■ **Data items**
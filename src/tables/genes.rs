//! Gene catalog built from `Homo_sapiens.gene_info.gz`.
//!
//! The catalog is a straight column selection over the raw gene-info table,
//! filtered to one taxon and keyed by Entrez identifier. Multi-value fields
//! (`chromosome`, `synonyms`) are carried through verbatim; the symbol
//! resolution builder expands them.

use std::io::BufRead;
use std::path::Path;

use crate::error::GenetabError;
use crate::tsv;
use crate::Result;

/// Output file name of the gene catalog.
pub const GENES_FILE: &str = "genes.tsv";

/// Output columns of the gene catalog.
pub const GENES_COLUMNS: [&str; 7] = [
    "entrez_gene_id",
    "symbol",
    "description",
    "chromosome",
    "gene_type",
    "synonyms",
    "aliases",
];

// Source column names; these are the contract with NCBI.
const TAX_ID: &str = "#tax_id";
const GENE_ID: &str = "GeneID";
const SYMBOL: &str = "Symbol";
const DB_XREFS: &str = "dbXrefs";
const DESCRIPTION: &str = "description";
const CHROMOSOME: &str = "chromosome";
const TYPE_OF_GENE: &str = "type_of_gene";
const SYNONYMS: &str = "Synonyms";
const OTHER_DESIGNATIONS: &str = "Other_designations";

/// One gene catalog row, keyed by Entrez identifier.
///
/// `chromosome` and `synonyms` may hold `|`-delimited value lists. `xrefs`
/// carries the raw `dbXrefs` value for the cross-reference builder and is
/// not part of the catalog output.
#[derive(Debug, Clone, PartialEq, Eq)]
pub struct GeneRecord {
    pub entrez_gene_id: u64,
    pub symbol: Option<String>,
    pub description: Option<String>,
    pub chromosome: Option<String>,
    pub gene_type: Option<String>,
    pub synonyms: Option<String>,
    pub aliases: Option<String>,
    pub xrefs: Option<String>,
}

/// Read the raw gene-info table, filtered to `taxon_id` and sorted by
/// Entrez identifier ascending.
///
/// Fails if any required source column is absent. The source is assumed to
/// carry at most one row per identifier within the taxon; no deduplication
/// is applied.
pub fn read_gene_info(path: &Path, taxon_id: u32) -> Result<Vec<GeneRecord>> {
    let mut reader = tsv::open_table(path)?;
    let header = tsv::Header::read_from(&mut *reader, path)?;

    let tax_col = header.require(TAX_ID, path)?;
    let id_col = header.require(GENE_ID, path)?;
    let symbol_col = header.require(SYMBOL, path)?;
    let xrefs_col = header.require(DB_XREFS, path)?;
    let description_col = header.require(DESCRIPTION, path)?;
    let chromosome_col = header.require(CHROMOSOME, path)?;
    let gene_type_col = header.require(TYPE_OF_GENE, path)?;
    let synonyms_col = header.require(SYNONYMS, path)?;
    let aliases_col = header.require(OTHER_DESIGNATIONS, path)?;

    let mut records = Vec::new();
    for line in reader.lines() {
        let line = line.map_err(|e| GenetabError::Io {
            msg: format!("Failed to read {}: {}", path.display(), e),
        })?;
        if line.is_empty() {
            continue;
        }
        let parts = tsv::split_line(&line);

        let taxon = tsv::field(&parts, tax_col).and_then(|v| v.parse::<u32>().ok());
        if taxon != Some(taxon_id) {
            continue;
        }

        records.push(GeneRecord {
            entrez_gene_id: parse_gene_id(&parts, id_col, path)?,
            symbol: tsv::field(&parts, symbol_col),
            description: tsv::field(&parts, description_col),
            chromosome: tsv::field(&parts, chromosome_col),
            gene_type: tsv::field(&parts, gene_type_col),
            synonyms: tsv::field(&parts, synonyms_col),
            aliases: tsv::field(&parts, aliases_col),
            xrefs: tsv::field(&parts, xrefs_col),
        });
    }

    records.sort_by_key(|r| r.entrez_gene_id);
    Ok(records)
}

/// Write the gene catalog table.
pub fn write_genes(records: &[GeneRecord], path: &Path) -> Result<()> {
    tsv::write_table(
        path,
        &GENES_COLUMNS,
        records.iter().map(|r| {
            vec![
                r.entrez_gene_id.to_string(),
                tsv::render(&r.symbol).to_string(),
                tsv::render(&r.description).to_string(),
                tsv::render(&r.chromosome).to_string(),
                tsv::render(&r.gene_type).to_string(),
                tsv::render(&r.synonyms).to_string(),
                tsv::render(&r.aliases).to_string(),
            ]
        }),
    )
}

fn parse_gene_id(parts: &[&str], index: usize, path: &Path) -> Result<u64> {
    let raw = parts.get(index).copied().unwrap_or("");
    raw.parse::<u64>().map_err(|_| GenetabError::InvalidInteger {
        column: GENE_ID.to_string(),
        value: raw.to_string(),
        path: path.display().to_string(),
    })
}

---

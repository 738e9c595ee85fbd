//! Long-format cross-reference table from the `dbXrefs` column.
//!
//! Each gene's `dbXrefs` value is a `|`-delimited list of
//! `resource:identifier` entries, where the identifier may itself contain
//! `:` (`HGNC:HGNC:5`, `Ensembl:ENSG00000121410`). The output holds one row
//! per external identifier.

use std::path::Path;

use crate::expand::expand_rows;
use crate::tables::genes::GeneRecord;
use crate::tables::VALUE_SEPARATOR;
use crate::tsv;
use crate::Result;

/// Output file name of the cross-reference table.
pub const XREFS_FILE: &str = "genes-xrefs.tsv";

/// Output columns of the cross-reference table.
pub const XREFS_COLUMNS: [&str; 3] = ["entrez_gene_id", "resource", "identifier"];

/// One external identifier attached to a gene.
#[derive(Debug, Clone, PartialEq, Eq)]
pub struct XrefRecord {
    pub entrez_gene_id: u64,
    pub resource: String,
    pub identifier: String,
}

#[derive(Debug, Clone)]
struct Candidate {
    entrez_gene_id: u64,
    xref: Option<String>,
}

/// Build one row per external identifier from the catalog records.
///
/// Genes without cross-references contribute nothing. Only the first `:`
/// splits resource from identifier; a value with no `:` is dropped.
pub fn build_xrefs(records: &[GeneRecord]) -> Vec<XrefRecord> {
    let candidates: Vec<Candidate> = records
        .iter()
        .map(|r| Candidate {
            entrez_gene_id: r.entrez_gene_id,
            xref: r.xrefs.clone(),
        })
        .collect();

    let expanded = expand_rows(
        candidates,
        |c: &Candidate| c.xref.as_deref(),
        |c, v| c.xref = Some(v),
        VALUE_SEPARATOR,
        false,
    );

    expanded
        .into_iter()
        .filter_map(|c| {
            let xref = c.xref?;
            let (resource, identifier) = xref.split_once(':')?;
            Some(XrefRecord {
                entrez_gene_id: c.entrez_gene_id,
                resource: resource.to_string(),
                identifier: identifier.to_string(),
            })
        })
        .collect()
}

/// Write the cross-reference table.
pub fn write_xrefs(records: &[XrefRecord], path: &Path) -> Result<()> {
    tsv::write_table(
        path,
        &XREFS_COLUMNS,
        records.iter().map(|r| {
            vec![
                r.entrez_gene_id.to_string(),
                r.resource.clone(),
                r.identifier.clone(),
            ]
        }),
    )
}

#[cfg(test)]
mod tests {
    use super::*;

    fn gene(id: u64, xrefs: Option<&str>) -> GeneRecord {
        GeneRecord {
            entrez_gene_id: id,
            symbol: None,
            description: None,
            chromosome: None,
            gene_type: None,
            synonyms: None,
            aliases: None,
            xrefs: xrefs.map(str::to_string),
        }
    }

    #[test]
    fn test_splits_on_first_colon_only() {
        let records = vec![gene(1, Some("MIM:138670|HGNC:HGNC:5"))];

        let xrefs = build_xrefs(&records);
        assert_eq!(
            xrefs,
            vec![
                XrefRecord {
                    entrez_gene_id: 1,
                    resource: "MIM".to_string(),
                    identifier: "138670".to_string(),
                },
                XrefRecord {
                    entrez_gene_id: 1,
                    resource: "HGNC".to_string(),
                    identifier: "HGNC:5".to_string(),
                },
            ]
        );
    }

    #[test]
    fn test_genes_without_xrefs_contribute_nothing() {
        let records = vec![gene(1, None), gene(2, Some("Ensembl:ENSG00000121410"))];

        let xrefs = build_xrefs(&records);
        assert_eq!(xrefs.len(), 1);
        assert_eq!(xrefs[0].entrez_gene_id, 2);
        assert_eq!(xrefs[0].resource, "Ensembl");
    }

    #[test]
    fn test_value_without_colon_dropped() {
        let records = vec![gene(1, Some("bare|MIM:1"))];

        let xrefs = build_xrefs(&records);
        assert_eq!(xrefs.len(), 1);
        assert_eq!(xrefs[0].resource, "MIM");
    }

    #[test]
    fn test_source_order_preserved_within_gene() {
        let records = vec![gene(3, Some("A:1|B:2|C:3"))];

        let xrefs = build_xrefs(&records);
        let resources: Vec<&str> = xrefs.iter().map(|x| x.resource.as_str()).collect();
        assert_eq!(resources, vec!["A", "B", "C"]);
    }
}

==

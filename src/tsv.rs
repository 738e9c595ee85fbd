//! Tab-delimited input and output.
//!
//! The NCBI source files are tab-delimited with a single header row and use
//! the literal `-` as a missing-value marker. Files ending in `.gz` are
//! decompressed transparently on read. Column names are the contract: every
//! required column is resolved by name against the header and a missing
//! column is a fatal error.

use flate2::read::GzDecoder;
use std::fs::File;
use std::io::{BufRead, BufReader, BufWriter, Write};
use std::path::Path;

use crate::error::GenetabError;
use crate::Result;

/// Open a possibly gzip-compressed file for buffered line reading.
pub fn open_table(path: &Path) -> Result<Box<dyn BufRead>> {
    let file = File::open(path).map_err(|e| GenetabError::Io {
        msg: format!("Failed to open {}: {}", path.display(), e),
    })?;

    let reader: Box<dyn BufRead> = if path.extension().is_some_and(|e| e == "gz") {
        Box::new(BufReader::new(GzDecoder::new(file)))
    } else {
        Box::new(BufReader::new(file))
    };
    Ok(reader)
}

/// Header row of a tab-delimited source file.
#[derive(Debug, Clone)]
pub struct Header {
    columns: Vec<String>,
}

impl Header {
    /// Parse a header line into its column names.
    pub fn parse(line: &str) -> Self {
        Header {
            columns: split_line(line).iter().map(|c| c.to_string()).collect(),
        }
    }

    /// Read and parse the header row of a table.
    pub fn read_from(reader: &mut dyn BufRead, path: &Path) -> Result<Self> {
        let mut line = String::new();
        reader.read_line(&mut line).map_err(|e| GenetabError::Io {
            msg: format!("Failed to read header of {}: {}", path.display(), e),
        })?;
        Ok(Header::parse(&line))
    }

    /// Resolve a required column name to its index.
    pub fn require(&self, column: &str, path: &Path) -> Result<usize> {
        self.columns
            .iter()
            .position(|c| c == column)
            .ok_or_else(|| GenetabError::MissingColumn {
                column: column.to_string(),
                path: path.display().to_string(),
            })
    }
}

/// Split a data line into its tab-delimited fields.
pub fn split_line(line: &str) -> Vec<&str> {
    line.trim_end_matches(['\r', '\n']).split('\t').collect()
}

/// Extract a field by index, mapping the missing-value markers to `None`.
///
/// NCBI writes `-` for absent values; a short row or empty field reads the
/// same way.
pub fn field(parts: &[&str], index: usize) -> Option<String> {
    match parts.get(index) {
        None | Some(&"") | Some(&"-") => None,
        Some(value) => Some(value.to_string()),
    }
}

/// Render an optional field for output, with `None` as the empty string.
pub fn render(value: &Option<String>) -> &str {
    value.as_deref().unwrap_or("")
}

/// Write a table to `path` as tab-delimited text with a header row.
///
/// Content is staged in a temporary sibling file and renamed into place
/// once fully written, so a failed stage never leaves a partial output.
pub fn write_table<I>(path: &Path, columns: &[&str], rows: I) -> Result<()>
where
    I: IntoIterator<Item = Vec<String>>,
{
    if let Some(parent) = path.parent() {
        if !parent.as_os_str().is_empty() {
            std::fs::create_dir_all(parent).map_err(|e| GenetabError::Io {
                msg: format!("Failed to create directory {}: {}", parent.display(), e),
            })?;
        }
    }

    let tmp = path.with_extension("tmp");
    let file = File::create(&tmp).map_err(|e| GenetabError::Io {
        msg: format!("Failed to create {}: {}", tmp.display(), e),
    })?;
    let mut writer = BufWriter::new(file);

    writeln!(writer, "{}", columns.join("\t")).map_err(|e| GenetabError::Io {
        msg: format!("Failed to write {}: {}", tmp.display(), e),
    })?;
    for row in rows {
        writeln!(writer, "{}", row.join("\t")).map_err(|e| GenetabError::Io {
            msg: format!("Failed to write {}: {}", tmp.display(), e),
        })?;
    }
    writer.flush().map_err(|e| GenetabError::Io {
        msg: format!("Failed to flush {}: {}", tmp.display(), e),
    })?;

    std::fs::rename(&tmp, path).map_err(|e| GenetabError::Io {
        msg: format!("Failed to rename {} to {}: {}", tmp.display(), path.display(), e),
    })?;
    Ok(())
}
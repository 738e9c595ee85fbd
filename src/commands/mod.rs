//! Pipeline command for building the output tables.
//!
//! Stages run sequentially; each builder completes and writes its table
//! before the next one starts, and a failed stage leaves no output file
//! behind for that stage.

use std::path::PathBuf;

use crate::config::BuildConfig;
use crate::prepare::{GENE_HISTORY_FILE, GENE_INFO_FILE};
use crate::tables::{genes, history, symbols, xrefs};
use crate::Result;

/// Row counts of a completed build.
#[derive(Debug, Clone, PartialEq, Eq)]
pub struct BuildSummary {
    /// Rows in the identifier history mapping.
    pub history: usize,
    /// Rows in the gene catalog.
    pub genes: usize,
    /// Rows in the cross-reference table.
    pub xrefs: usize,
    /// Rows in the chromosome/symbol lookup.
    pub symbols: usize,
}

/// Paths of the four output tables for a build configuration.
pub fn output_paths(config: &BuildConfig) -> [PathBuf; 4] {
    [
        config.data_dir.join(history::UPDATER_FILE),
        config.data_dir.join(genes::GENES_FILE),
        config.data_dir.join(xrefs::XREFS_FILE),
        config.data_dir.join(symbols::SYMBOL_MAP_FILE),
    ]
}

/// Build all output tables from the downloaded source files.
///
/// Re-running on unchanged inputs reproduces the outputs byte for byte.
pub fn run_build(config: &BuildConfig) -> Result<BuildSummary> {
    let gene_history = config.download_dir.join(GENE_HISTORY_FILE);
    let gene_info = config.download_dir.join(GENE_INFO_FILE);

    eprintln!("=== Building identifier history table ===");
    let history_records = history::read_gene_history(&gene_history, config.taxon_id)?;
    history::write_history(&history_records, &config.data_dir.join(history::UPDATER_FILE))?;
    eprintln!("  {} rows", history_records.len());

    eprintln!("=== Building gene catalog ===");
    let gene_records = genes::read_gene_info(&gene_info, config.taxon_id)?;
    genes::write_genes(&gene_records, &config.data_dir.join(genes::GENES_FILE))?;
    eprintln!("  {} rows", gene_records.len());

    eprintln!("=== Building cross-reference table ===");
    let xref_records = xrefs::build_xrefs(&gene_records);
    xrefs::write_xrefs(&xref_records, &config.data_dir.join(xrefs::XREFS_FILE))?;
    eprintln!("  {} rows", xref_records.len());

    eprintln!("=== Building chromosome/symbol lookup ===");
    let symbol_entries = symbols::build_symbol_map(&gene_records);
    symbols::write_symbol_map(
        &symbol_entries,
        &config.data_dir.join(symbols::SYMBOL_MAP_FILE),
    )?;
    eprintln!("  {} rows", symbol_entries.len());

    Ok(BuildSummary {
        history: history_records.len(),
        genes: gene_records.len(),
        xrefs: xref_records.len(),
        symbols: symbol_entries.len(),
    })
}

■ **What the task asks**
Copy all lines above containing the string "index".

■ **Solution**
fn parse_gene_id(parts: &[&str], index: usize, path: &Path) -> Result<u64> {
    let raw = parts.get(index).copied().unwrap_or("");
    /// Resolve a required column name to its index.
/// Extract a field by index, mapping the missing-value markers to `None`.
pub fn field(parts: &[&str], index: usize) -> Option<String> {
    match parts.get(index) {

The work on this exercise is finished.